What is needed
Please filter the data below down to the lines holding the string "self".

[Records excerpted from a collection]
use super::{
    PipelineReport, StepReport, TaskKind, TaskOutcome, add_liquidity, close_position,
    collect_fees_and_rewards, swap_collected_tokens,
};
use crate::error::ExecutionError;
use crate::manager::PositionManager;

/// Order of the steps in every cycle.
pub const CYCLE_TASKS: [TaskKind; 4] = [
    TaskKind::AddLiquidity,
    TaskKind::CollectFeesAndRewards,
    TaskKind::SwapCollectedTokens,
    TaskKind::ClosePosition,
];

/// Steps of one cycle. With `reopen_after_close` a position closed in this
/// cycle is opened again right away.
pub fn cycle_tasks(reopen_after_close: bool) -> Vec<TaskKind> {
    let mut tasks = CYCLE_TASKS.to_vec();
    if reopen_after_close {
        tasks.push(TaskKind::AddLiquidity);
    }
    tasks
}

impl TaskKind {
    pub async fn run(self, manager: &mut PositionManager) -> Result<TaskOutcome, ExecutionError> {
        match self {
            TaskKind::AddLiquidity => add_liquidity(manager).await,
            TaskKind::CollectFeesAndRewards => collect_fees_and_rewards(manager).await,
            TaskKind::SwapCollectedTokens => swap_collected_tokens(manager).await,
            TaskKind::ClosePosition => close_position(manager).await,
        }
    }
}

/// Runs `tasks` in order against one manager, then takes its state.
///
/// A failing step is recorded and the next one still runs.
pub async fn run_pipeline(manager: &mut PositionManager, tasks: &[TaskKind]) -> PipelineReport {
    let tokens = manager.pair_label().await.ok();

    let mut steps = Vec::with_capacity(tasks.len());
    for task in tasks {
        let result = task.run(manager).await;
        steps.push(StepReport {
            task: *task,
            result,
        });
    }

    PipelineReport {
        protocol: manager.protocol(),
        pool: manager.config().pool.clone(),
        tokens,
        steps,
        state: manager.state().await,
    }
}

Response to the exercise
    pub async fn run(self, manager: &mut PositionManager) -> Result<TaskOutcome, ExecutionError> {
        match self {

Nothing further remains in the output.